Publishing open data following the best practices of linked data allows to boost its reuse. Data and metadata are described using RDF standards that allow representing relationships between entities, properties and values. In this way, datasets are interconnected with each other, regardless of the digital repository where they are located, which facilitates their contextualization and exploitation.
If there is a field where this type of data is especially valued, it is research. It is therefore not surprising that more and more universities are beginning to use this technology. This is the case of the University of Extremadura (UEX), which has a research portal that automatically compiles the scientific production linked to the institution. Adolfo Lozano, Director of the Office of Transparency and Open Data at the University of Extremadura and collaborator in the preparation of the "Practical guide for the publication of linked data in RDF", tells us how this project was launched.
Full interview:
1. The research portal of the University of Extremadura is a pioneering initiative in our country. How did the project come about?
The research portal of the University of Extremadura has been launched about a year ago, and has had a magnificent reception among UEX researchers and external entities looking for the lines of work of our researchers.
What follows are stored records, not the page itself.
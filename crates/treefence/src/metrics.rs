// SPDX-License-Identifier: Apache-2.0 OR MIT
// Copyright (c) 2025-2026 naskel.com

//! Fence agent metrics.
//!
//! Counters for monitoring collective health:
//! - Fence outcomes (started, completed, failed, timed out)
//! - Protocol anomalies (duplicates, stale retransmissions, desyncs)
//! - Transport usage per path and completion flavour
//!
//! # Example
//!
//! ```
//! use treefence::metrics::FenceMetrics;
//!
//! let metrics = FenceMetrics::new();
//! metrics.record_fence_started();
//! metrics.record_fence_completed();
//!
//! let snapshot = metrics.snapshot();
//! assert_eq!(snapshot.fences_completed, 1);
//! ```

use std::sync::atomic::{AtomicU64, Ordering};
use std::time::Instant;

use crate::transport::CompletionContext;

/// Metrics shared by every collective of one agent.
#[derive(Debug)]
pub struct FenceMetrics {
    // Fence outcomes
    fences_started: AtomicU64,
    fences_completed: AtomicU64,
    fences_failed: AtomicU64,
    timeouts: AtomicU64,

    // Protocol anomalies
    duplicates_dropped: AtomicU64,
    stale_dropped: AtomicU64,
    protocol_errors: AtomicU64,

    // Payload volume
    upward_bytes: AtomicU64,
    downward_bytes: AtomicU64,

    // Transport
    indirect_sends: AtomicU64,
    direct_sends: AtomicU64,
    send_retries: AtomicU64,
    send_failures: AtomicU64,
    inline_completions: AtomicU64,
    deferred_completions: AtomicU64,

    // Direct connections
    direct_established: AtomicU64,
    direct_closed: AtomicU64,

    start_time: Instant,
}

impl FenceMetrics {
    /// Create a new metrics instance.
    pub fn new() -> Self {
        Self {
            fences_started: AtomicU64::new(0),
            fences_completed: AtomicU64::new(0),
            fences_failed: AtomicU64::new(0),
            timeouts: AtomicU64::new(0),
            duplicates_dropped: AtomicU64::new(0),
            stale_dropped: AtomicU64::new(0),
            protocol_errors: AtomicU64::new(0),
            upward_bytes: AtomicU64::new(0),
            downward_bytes: AtomicU64::new(0),
            indirect_sends: AtomicU64::new(0),
            direct_sends: AtomicU64::new(0),
            send_retries: AtomicU64::new(0),
            send_failures: AtomicU64::new(0),
            inline_completions: AtomicU64::new(0),
            deferred_completions: AtomicU64::new(0),
            direct_established: AtomicU64::new(0),
            direct_closed: AtomicU64::new(0),
            start_time: Instant::now(),
        }
    }

    // ========================================================================
    // Fence recording
    // ========================================================================

    /// Record a local fence call accepted.
    pub fn record_fence_started(&self) {
        self.fences_started.fetch_add(1, Ordering::Relaxed);
    }

    /// Record an aggregate delivered to a local caller.
    pub fn record_fence_completed(&self) {
        self.fences_completed.fetch_add(1, Ordering::Relaxed);
    }

    /// Record a local caller notified with an error.
    pub fn record_fence_failed(&self) {
        self.fences_failed.fetch_add(1, Ordering::Relaxed);
    }

    /// Record a generation abandoned by the reaper.
    pub fn record_timeout(&self) {
        self.timeouts.fetch_add(1, Ordering::Relaxed);
    }

    // ========================================================================
    // Anomaly recording
    // ========================================================================

    /// Record a duplicate contribution dropped.
    pub fn record_duplicate(&self) {
        self.duplicates_dropped.fetch_add(1, Ordering::Relaxed);
    }

    /// Record a stale retransmission absorbed.
    pub fn record_stale(&self) {
        self.stale_dropped.fetch_add(1, Ordering::Relaxed);
    }

    /// Record a protocol desynchronization.
    pub fn record_protocol_error(&self) {
        self.protocol_errors.fetch_add(1, Ordering::Relaxed);
    }

    // ========================================================================
    // Transport recording
    // ========================================================================

    /// Record an upward payload handed to the transport.
    pub fn record_upward(&self, bytes: usize) {
        self.upward_bytes.fetch_add(bytes as u64, Ordering::Relaxed);
    }

    /// Record a downward payload handed to the transport.
    pub fn record_downward(&self, bytes: usize) {
        self.downward_bytes
            .fetch_add(bytes as u64, Ordering::Relaxed);
    }

    /// Record a send over the control plane.
    pub fn record_indirect_send(&self) {
        self.indirect_sends.fetch_add(1, Ordering::Relaxed);
    }

    /// Record a send over a direct socket.
    pub fn record_direct_send(&self) {
        self.direct_sends.fetch_add(1, Ordering::Relaxed);
    }

    /// Record one indirect retry.
    pub fn record_send_retry(&self) {
        self.send_retries.fetch_add(1, Ordering::Relaxed);
    }

    /// Record a send reported as failed.
    pub fn record_send_failure(&self) {
        self.send_failures.fetch_add(1, Ordering::Relaxed);
    }

    /// Record which path a completion fired on.
    pub fn record_completion(&self, context: CompletionContext) {
        match context {
            CompletionContext::Inline => {
                self.inline_completions.fetch_add(1, Ordering::Relaxed);
            }
            CompletionContext::Deferred => {
                self.deferred_completions.fetch_add(1, Ordering::Relaxed);
            }
        }
    }

    /// Record a direct connection becoming usable.
    pub fn record_direct_established(&self) {
        self.direct_established.fetch_add(1, Ordering::Relaxed);
    }

    /// Record a direct connection closed.
    pub fn record_direct_closed(&self) {
        self.direct_closed.fetch_add(1, Ordering::Relaxed);
    }

    // ========================================================================
    // Snapshot
    // ========================================================================

    /// Take a snapshot of all metrics.
    pub fn snapshot(&self) -> MetricsSnapshot {
        MetricsSnapshot {
            fences_started: self.fences_started.load(Ordering::Relaxed),
            fences_completed: self.fences_completed.load(Ordering::Relaxed),
            fences_failed: self.fences_failed.load(Ordering::Relaxed),
            timeouts: self.timeouts.load(Ordering::Relaxed),
            duplicates_dropped: self.duplicates_dropped.load(Ordering::Relaxed),
            stale_dropped: self.stale_dropped.load(Ordering::Relaxed),
            protocol_errors: self.protocol_errors.load(Ordering::Relaxed),
            upward_bytes: self.upward_bytes.load(Ordering::Relaxed),
            downward_bytes: self.downward_bytes.load(Ordering::Relaxed),
            indirect_sends: self.indirect_sends.load(Ordering::Relaxed),
            direct_sends: self.direct_sends.load(Ordering::Relaxed),
            send_retries: self.send_retries.load(Ordering::Relaxed),
            send_failures: self.send_failures.load(Ordering::Relaxed),
            inline_completions: self.inline_completions.load(Ordering::Relaxed),
            deferred_completions: self.deferred_completions.load(Ordering::Relaxed),
            direct_established: self.direct_established.load(Ordering::Relaxed),
            direct_closed: self.direct_closed.load(Ordering::Relaxed),
            uptime_secs: self.start_time.elapsed().as_secs_f64(),
        }
    }
}

impl Default for FenceMetrics {
    fn default() -> Self {
        Self::new()
    }
}

/// Point-in-time copy of [`FenceMetrics`].
#[derive(Clone, Debug, Default)]
pub struct MetricsSnapshot {
    /// Local fence calls accepted
    pub fences_started: u64,
    /// Aggregates delivered locally
    pub fences_completed: u64,
    /// Local callers notified with an error
    pub fences_failed: u64,
    /// Generations abandoned by the reaper
    pub timeouts: u64,
    /// Duplicate contributions dropped
    pub duplicates_dropped: u64,
    /// Stale retransmissions absorbed
    pub stale_dropped: u64,
    /// Protocol desynchronizations
    pub protocol_errors: u64,
    /// Bytes forwarded up the tree
    pub upward_bytes: u64,
    /// Bytes broadcast down the tree
    pub downward_bytes: u64,
    /// Control-plane sends
    pub indirect_sends: u64,
    /// Direct socket sends
    pub direct_sends: u64,
    /// Indirect retries
    pub send_retries: u64,
    /// Sends reported failed
    pub send_failures: u64,
    /// Completions fired inline
    pub inline_completions: u64,
    /// Completions fired from the reactor
    pub deferred_completions: u64,
    /// Direct connections established
    pub direct_established: u64,
    /// Direct connections closed
    pub direct_closed: u64,
    /// Uptime in seconds
    pub uptime_secs: f64,
}

impl MetricsSnapshot {
    /// Add another snapshot's counters into this one (uptime keeps the max).
    pub fn merge(&mut self, other: &MetricsSnapshot) {
        self.fences_started += other.fences_started;
        self.fences_completed += other.fences_completed;
        self.fences_failed += other.fences_failed;
        self.timeouts += other.timeouts;
        self.duplicates_dropped += other.duplicates_dropped;
        self.stale_dropped += other.stale_dropped;
        self.protocol_errors += other.protocol_errors;
        self.upward_bytes += other.upward_bytes;
        self.downward_bytes += other.downward_bytes;
        self.indirect_sends += other.indirect_sends;
        self.direct_sends += other.direct_sends;
        self.send_retries += other.send_retries;
        self.send_failures += other.send_failures;
        self.inline_completions += other.inline_completions;
        self.deferred_completions += other.deferred_completions;
        self.direct_established += other.direct_established;
        self.direct_closed += other.direct_closed;
        self.uptime_secs = self.uptime_secs.max(other.uptime_secs);
    }

    /// Completed fences per second of uptime.
    pub fn fence_rate(&self) -> f64 {
        if self.uptime_secs > 0.0 {
            self.fences_completed as f64 / self.uptime_secs
        } else {
            0.0
        }
    }

    /// Fraction of finished fences that succeeded.
    pub fn success_rate(&self) -> f64 {
        let total = self.fences_completed + self.fences_failed;
        if total > 0 {
            self.fences_completed as f64 / total as f64
        } else {
            1.0
        }
    }
}

#[cfg(test)]
mod tests {
    use super::*;

    #[test]
    fn test_completion_context_counters() {
        let metrics = FenceMetrics::new();
        metrics.record_completion(CompletionContext::Inline);
        metrics.record_completion(CompletionContext::Inline);
        metrics.record_completion(CompletionContext::Deferred);

        let snap = metrics.snapshot();
        assert_eq!(snap.inline_completions, 2);
        assert_eq!(snap.deferred_completions, 1);
    }

    #[test]
    fn test_success_rate() {
        let metrics = FenceMetrics::new();
        assert_eq!(metrics.snapshot().success_rate(), 1.0);

        metrics.record_fence_completed();
        metrics.record_fence_completed();
        metrics.record_fence_completed();
        metrics.record_fence_failed();
        assert!((metrics.snapshot().success_rate() - 0.75).abs() < f64::EPSILON);
    }

    #[test]
    fn test_merge_sums_counters() {
        let a = FenceMetrics::new();
        a.record_duplicate();
        a.record_upward(100);
        let b = FenceMetrics::new();
        b.record_duplicate();
        b.record_downward(40);

        let mut total = a.snapshot();
        total.merge(&b.snapshot());
        assert_eq!(total.duplicates_dropped, 2);
        assert_eq!(total.upward_bytes, 100);
        assert_eq!(total.downward_bytes, 40);
    }
}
But the UEX open data portal initiative started in 2015, applying the knowledge of our research group Quercus of the University of Extremadura on semantic representation, and with the experience we had in the open data portal of the City Council of Cáceres. The biggest boost came about 3 years ago when the Vice-Rectorate for Digital Transformation created the UEX Office of Transparency and Open Data.
From the beginning, we were clear that we wanted a portal with quality data, with the highest level of reusability, and where international standards would be applied. Although it was a considerable effort to publish all the datasets using ontological schemas, always representing the data in RDF, and linking the resources as usual practice, we can say that in the medium term the benefits of organizing the information in this way gives us great potential to extract and manage the information for multiple purposes.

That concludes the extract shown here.